For notes on William Flower, Norroy king-of-arms, and Robert Glover, Portcullis, see the introduction by F. R. Raines to the 1567 Visitation of Lancaster, pub. 1870 by the Chetham Society, v.81. Like Sir Gilbert, Flower and Glover came from merchant and yeoman families. In the Middle Ages they would have been clerks in the household of a monarch or great nobleman, or in the church. These heralds were publicly honoured, if not well remunerated, for careful scholarship. This is another indication that the upper classes in Tudor and Stuart England were more accepting of "new men" than their continental counterparts.

==Heraldic career==
Dethick entered the College of Arms at the age of sixteen and was created Hampnes Pursuivant of Arms Extraordinary on 16 June 1536 at Hampton Court. The office was named for Hampnes, now Hames, a castle and village near Calais. He was appointed Rouge Croix Pursuivant of Arms in Ordinary in December 1540, and was advanced to the office of Richmond Herald of Arms in Ordinary later in that same month. At the death of William Fellow, Norroy King of Arms, in December 1546, Dethick was nominated to succeed him, but it was not until the reign of Edward VI, on 16 August 1547, that his appointment was confirmed by letters patent. On 14 April 1549 Dethick was granted a knighthood. At the death of Sir Christopher Barker, Dethick was promoted to Garter Principal King of Arms on 20 April 1550.

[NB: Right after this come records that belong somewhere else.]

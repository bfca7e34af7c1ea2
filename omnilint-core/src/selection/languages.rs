//! Language detection from file extensions and workspace markers.

use std::collections::BTreeSet;
use std::path::Path;

use once_cell::sync::Lazy;

static EXTENSION_LANGUAGES: Lazy<Vec<(&str, &str)>> = Lazy::new(|| {
    vec![
        ("py", "python"),
        ("pyi", "python"),
        ("rs", "rust"),
        ("go", "go"),
        ("js", "javascript"),
        ("jsx", "javascript"),
        ("mjs", "javascript"),
        ("cjs", "javascript"),
        ("ts", "typescript"),
        ("tsx", "typescript"),
        ("lua", "lua"),
        ("pl", "perl"),
        ("pm", "perl"),
        ("t", "perl"),
        ("sh", "shell"),
        ("bash", "shell"),
        ("zsh", "shell"),
        ("md", "markdown"),
        ("markdown", "markdown"),
        ("yml", "yaml"),
        ("yaml", "yaml"),
        ("json", "json"),
        ("toml", "toml"),
        ("sql", "sql"),
        ("css", "css"),
        ("scss", "css"),
        ("html", "html"),
        ("htm", "html"),
        ("c", "c"),
        ("h", "c"),
        ("cc", "cpp"),
        ("cpp", "cpp"),
        ("hpp", "cpp"),
        ("java", "java"),
        ("rb", "ruby"),
        ("php", "php"),
        ("tf", "terraform"),
    ]
});

static WORKSPACE_MARKERS: Lazy<Vec<(&str, &str)>> = Lazy::new(|| {
    vec![
        ("pyproject.toml", "python"),
        ("setup.py", "python"),
        ("package.json", "javascript"),
        ("tsconfig.json", "typescript"),
        ("Cargo.toml", "rust"),
        ("go.mod", "go"),
        ("Gemfile", "ruby"),
        ("composer.json", "php"),
    ]
});

/// Languages inferred from the discovered files plus workspace marker
/// files at the root. Sorted and deduplicated.
pub fn detect_languages(root: &Path, files: &[std::path::PathBuf]) -> Vec<String> {
    let mut languages = BTreeSet::new();
    for file in files {
        if file.file_name().is_some_and(|name| name == "Dockerfile") {
            let _ = languages.insert("dockerfile".to_string());
            continue;
        }
        let Some(extension) = file.extension().and_then(|e| e.to_str()) else {
            continue;
        };
        let lowered = extension.to_ascii_lowercase();
        for (candidate, language) in EXTENSION_LANGUAGES.iter() {
            if *candidate == lowered {
                let _ = languages.insert((*language).to_string());
            }
        }
    }
    for (marker, language) in WORKSPACE_MARKERS.iter() {
        if root.join(marker).exists() {
            let _ = languages.insert((*language).to_string());
        }
    }
    languages.into_iter().collect()
}
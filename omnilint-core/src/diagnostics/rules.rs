//! Severity inference: code prefixes, per-tool override rules, SARIF
//! levels.

use std::collections::BTreeMap;

use once_cell::sync::Lazy;
use regex::Regex;

use super::Severity;

/// One override: a pattern matched against a diagnostic's code (or
/// message when no code is present) and the severity it forces.
#[derive(Debug, Clone)]
pub struct SeverityRule {
    pub pattern: Regex,
    pub severity: Severity,
}

/// Ordered override rules keyed by tool name.
pub type SeverityRuleMap = BTreeMap<String, Vec<SeverityRule>>;

static DEFAULT_RULES: Lazy<Vec<(&str, &str, Severity)>> = Lazy::new(|| {
    vec![
        ("ruff", r"^(D|N)\d{3,4}", Severity::Notice),
        ("pylint", r"^C\d{4}", Severity::Notice),
        ("pylint", r"^R\d{4}", Severity::Notice),
    ]
});

/// Built-in overrides: documentation/naming codes downgrade to notices.
pub fn default_severity_rules() -> SeverityRuleMap {
    let mut rules = SeverityRuleMap::new();
    for (tool, pattern, severity) in DEFAULT_RULES.iter() {
        let compiled = Regex::new(pattern).expect("built-in severity rule pattern");
        rules
            .entry((*tool).to_string())
            .or_default()
            .push(SeverityRule {
                pattern: compiled,
                severity: *severity,
            });
    }
    rules
}

/// Apply per-tool overrides; the first matching rule wins.
pub fn apply_severity_rules(
    rules: &SeverityRuleMap,
    tool: &str,
    code_or_message: &str,
    severity: Severity,
) -> Severity {
    if let Some(candidates) = rules.get(tool) {
        for rule in candidates {
            if rule.pattern.is_match(code_or_message) {
                return rule.severity;
            }
        }
    }
    severity
}

/// Register a custom override written as `tool:regex=level`.
///
/// Returns a human-readable message on parse failure instead of an
/// error type; a malformed rule must never abort a run.
pub fn add_custom_rule(rules: &mut SeverityRuleMap, spec: &str) -> Result<(), String> {
    let Some((tool, rest)) = spec.split_once(':') else {
        return Err(format!("invalid rule '{spec}': missing ':' separator"));
    };
    let Some((pattern, level)) = rest.rsplit_once('=') else {
        return Err(format!("invalid rule '{spec}': missing '=' separator"));
    };
    let severity = match level.trim().to_ascii_lowercase().as_str() {
        "error" => Severity::Error,
        "warning" => Severity::Warning,
        "notice" => Severity::Notice,
        "note" => Severity::Note,
        other => return Err(format!("invalid severity level '{other}'")),
    };
    let compiled =
        Regex::new(pattern).map_err(|err| format!("invalid pattern '{pattern}': {err}"))?;
    rules.entry(tool.to_string()).or_default().push(SeverityRule {
        pattern: compiled,
        severity,
    });
    Ok(())
}

/// Infer severity from conventional code prefixes (`E`/`F` error, `W`
/// warning).
pub fn severity_from_code(code: Option<&str>, default: Severity) -> Severity {
    let Some(code) = code else { return default };
    match code.chars().next().map(|c| c.to_ascii_uppercase()) {
        Some('E') | Some('F') => Severity::Error,
        Some('W') => Severity::Warning,
        _ => default,
    }
}

/// Map a severity onto the SARIF reporting level vocabulary.
pub fn severity_to_sarif(severity: Severity) -> &'static str {
    match severity {
        Severity::Error => "error",
        Severity::Warning => "warning",
        Severity::Notice | Severity::Note => "note",
    }
}

#[cfg(test)]
mod tests {
    use super::*;
    use pretty_assertions::assert_eq;

    #[test]
    fn ruff_documentation_codes_downgrade_to_notice() {
        let rules = default_severity_rules();
        assert_eq!(
            apply_severity_rules(&rules, "ruff", "D401", Severity::Error),
            Severity::Notice
        );
        assert_eq!(
            apply_severity_rules(&rules, "ruff", "N8012", Severity::Warning),
            Severity::Notice
        );
        assert_eq!(
            apply_severity_rules(&rules, "ruff", "E501", Severity::Error),
            Severity::Error
        );
    }

    #[test]
    fn pylint_convention_and_refactor_codes_downgrade() {
        let rules = default_severity_rules();
        assert_eq!(
            apply_severity_rules(&rules, "pylint", "C0114", Severity::Warning),
            Severity::Notice
        );
        assert_eq!(
            apply_severity_rules(&rules, "pylint", "R0801", Severity::Warning),
            Severity::Notice
        );
        assert_eq!(
            apply_severity_rules(&rules, "pylint", "W0613", Severity::Warning),
            Severity::Warning
        );
    }

    #[test]
    fn custom_rules_parse_and_apply() {
        let mut rules = default_severity_rules();
        add_custom_rule(&mut rules, "mypy:^assignment$=note").expect("valid rule");
        assert_eq!(
            apply_severity_rules(&rules, "mypy", "assignment", Severity::Error),
            Severity::Note
        );
    }

    #[test]
    fn malformed_custom_rules_report_instead_of_failing() {
        let mut rules = SeverityRuleMap::new();
        assert!(add_custom_rule(&mut rules, "no-separators").is_err());
        assert!(add_custom_rule(&mut rules, "tool:re=speculative").is_err());
        assert!(add_custom_rule(&mut rules, "tool:[unclosed=error").is_err());
        assert!(rules.is_empty());
    }

    #[test]
    fn code_prefix_inference() {
        assert_eq!(
            severity_from_code(Some("E101"), Severity::Note),
            Severity::Error
        );
        assert_eq!(
            severity_from_code(Some("F841"), Severity::Note),
            Severity::Error
        );
        assert_eq!(
            severity_from_code(Some("W291"), Severity::Note),
            Severity::Warning
        );
        assert_eq!(
            severity_from_code(Some("D100"), Severity::Note),
            Severity::Note
        );
        assert_eq!(severity_from_code(None, Severity::Warning), Severity::Warning);
    }

    #[test]
    fn sarif_levels_are_fixed() {
        assert_eq!(severity_to_sarif(Severity::Error), "error");
        assert_eq!(severity_to_sarif(Severity::Warning), "warning");
        assert_eq!(severity_to_sarif(Severity::Notice), "note");
        assert_eq!(severity_to_sarif(Severity::Note), "note");
    }
}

Dethick served his monarch in many capacities. It is presumed that he was an excellent linguist. He was sent on several missions to the Danish court to reclaim ships and was also sent to John III, Duke of Cleves to negotiate the marriage of his daughter, Anne, with Henry VIII. He was also sent to represent Henry at the Diet of Ratisbon. He was rewarded by Henry VIII with a mansion and acre of land at Poplar, in the parish of Stepney, where his descendants resided for almost two centuries.

In 1547 Sir Gilbert accompanied Lord Protector Somerset in his expedition against the Scots, and in 1549 he delivered a summons to surrender to rebels in Kent, Essex, Suffolk and Norfolk. He and William Flower, Chester Herald of Arms in Ordinary, accompanied William Parr, 1st Marquess of Northampton, in his 1551 mission to Paris, to invest Henry II of France with the Order of the Garter. Both officers of arms received ten shillings per day for food and lodging.

During the reigns of both Mary and Elizabeth, Dethick was sent abroad on diplomatic missions, and at home it became his duty to proclaim declarations of war and treaties of peace. As the public voice of the monarch, he may have held an exalted view of his own dignity. Sir Gilbert Dethick was "unmanageable when a herald, very unsociable, insolent and tempestuous," according to Mark Noble's History of the College of Arms, p. 186, 201.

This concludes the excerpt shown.